Your objective: What lines in the material hold the string "before"? Return every one of them.

Provided information:
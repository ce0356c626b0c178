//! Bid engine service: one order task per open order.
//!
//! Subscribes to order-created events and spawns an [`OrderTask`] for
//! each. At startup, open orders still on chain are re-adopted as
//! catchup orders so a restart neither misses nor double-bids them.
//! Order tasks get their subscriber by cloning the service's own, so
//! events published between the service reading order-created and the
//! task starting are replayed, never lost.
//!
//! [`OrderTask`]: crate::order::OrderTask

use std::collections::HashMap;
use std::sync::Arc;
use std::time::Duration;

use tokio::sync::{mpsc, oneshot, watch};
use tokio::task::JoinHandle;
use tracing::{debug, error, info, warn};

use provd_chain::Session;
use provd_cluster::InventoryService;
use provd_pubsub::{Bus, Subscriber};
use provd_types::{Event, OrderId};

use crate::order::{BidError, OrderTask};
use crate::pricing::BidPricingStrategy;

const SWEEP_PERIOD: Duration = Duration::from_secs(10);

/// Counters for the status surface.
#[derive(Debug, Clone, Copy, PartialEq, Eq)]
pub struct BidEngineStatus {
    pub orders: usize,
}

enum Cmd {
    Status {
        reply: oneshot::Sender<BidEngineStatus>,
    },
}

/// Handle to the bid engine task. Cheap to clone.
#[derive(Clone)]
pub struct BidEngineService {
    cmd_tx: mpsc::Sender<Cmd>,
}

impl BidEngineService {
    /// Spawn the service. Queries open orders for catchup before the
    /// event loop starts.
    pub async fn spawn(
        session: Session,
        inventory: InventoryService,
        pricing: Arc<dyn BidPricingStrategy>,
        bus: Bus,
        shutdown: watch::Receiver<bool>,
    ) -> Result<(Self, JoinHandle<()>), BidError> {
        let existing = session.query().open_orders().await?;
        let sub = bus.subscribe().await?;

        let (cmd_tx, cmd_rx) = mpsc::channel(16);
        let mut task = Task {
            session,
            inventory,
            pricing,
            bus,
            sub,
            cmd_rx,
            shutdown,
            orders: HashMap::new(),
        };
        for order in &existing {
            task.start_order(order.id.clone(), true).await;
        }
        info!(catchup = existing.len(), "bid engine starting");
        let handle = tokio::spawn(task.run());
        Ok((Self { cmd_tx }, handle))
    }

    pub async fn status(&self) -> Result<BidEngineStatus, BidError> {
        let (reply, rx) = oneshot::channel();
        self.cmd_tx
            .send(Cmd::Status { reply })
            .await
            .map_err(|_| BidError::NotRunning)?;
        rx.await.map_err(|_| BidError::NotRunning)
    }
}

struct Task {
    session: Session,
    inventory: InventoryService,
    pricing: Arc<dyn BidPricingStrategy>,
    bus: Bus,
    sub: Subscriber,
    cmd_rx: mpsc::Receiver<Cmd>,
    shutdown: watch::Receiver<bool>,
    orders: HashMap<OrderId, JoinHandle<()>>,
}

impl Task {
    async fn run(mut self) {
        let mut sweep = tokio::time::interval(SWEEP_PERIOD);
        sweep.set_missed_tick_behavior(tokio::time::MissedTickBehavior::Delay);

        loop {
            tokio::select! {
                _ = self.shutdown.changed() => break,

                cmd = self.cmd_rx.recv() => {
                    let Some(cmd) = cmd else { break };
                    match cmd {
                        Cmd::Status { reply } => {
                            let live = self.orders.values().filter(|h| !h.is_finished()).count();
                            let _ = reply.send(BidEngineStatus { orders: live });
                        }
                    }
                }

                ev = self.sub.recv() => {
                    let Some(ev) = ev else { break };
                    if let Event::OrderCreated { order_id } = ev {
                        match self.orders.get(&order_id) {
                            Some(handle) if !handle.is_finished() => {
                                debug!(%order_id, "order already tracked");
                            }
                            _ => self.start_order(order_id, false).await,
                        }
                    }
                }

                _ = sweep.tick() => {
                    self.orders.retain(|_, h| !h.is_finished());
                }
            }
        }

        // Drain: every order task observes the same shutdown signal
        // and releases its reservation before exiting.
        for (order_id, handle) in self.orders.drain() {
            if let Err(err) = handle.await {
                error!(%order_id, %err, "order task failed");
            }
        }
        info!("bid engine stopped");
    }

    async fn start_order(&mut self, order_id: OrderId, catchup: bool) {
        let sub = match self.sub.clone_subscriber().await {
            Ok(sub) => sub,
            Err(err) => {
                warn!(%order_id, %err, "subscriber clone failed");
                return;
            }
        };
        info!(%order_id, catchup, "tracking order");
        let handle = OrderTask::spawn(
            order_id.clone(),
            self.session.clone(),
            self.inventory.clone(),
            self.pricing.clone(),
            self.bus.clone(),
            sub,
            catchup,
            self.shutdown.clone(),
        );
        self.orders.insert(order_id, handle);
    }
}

---

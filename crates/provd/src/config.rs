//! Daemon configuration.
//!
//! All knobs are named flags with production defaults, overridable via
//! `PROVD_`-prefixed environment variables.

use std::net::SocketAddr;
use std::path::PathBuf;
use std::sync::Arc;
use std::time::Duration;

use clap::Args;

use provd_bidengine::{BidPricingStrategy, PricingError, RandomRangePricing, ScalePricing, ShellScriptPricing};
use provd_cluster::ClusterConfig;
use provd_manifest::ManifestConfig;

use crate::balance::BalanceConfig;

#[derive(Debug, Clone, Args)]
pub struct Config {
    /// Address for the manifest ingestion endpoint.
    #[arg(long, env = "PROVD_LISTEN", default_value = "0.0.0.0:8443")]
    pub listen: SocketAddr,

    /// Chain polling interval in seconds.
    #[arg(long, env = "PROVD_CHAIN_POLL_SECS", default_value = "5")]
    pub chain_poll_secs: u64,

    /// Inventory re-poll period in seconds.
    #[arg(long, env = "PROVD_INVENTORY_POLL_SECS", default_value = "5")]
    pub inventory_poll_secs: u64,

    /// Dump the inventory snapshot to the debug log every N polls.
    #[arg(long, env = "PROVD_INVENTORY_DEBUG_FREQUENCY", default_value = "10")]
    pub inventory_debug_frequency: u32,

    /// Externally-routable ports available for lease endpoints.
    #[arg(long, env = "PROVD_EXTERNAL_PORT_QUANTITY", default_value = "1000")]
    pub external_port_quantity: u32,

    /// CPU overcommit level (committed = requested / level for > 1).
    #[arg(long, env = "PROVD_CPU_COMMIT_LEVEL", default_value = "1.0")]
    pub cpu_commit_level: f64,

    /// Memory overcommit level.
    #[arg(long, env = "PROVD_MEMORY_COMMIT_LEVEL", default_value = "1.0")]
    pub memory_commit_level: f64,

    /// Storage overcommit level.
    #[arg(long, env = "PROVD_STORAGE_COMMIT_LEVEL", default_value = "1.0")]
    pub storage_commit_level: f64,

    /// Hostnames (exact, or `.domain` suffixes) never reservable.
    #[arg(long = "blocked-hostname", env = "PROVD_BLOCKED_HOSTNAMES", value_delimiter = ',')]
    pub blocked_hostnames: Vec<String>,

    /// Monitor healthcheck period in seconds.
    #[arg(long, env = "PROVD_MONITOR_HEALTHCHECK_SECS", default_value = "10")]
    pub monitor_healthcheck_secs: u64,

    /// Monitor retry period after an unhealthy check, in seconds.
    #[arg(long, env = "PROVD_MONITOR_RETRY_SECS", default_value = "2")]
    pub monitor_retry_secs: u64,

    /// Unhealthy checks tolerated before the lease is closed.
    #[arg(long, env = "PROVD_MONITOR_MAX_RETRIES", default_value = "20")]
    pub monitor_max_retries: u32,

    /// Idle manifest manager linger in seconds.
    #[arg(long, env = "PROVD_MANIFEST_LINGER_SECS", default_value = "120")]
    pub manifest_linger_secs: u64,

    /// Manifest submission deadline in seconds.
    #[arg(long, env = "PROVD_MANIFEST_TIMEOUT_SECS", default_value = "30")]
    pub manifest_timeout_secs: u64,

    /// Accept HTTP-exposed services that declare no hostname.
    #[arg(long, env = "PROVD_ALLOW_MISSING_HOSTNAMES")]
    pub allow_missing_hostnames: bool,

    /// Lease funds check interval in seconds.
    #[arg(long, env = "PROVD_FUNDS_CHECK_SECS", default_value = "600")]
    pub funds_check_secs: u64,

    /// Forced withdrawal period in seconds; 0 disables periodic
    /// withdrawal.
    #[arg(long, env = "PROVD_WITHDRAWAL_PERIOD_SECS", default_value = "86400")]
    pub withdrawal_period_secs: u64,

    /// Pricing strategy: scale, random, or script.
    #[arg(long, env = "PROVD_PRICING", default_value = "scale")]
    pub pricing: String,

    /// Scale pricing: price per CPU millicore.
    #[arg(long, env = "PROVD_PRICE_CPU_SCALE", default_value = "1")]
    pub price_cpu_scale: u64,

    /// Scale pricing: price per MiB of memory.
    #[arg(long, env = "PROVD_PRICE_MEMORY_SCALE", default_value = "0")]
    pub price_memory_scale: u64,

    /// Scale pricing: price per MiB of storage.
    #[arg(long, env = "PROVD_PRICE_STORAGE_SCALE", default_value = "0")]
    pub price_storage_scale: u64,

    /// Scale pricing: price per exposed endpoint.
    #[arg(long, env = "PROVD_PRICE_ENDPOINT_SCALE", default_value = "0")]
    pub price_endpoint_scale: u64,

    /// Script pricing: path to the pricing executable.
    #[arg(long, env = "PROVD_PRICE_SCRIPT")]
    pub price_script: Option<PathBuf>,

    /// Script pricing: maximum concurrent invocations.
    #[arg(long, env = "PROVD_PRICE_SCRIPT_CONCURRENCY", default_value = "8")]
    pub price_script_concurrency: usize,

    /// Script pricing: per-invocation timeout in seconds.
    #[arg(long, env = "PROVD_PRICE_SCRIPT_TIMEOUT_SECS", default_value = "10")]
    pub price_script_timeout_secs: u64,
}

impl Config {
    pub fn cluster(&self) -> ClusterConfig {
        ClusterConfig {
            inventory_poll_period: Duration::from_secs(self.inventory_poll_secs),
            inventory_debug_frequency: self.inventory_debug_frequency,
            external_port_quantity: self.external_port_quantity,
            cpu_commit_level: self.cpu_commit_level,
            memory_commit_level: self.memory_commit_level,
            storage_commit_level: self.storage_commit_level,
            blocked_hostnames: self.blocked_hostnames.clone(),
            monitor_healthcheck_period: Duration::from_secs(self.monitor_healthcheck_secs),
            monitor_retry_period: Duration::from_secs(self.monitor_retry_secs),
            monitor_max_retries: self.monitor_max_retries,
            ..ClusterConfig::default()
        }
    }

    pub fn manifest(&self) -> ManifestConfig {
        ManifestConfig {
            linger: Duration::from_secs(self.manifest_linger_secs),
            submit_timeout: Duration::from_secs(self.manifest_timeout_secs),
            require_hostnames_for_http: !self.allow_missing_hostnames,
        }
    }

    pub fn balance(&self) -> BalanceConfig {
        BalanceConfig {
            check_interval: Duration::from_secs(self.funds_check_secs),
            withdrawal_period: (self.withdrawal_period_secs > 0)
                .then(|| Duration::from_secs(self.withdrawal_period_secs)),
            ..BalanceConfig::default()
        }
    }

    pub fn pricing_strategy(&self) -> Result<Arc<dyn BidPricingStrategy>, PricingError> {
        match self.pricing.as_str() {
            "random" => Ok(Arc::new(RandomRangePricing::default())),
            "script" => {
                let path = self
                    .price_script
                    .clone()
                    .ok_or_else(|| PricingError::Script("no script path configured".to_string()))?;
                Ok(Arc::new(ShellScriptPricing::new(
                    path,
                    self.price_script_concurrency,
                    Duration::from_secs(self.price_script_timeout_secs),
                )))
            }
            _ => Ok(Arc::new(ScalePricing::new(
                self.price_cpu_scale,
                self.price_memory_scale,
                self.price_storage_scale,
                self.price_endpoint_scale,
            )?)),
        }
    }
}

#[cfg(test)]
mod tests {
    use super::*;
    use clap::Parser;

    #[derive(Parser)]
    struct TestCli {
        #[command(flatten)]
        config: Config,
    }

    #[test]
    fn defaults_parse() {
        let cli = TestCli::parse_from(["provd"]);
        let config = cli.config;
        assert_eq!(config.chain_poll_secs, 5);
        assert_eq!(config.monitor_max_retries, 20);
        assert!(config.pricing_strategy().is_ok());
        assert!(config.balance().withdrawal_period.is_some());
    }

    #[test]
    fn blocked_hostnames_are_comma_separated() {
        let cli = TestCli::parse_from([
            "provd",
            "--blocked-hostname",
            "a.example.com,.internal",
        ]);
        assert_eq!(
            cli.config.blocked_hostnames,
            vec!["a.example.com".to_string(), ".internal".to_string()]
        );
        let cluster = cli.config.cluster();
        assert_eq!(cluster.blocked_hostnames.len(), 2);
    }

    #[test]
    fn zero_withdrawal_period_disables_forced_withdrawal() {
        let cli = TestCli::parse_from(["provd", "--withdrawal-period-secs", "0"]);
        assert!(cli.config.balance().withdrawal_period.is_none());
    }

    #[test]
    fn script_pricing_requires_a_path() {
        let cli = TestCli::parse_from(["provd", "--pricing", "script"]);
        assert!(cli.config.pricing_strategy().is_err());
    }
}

Worked solution:
    /// Spawn the service. Queries open orders for catchup before the
        // and releases its reservation before exiting.
    /// Unhealthy checks tolerated before the lease is closed.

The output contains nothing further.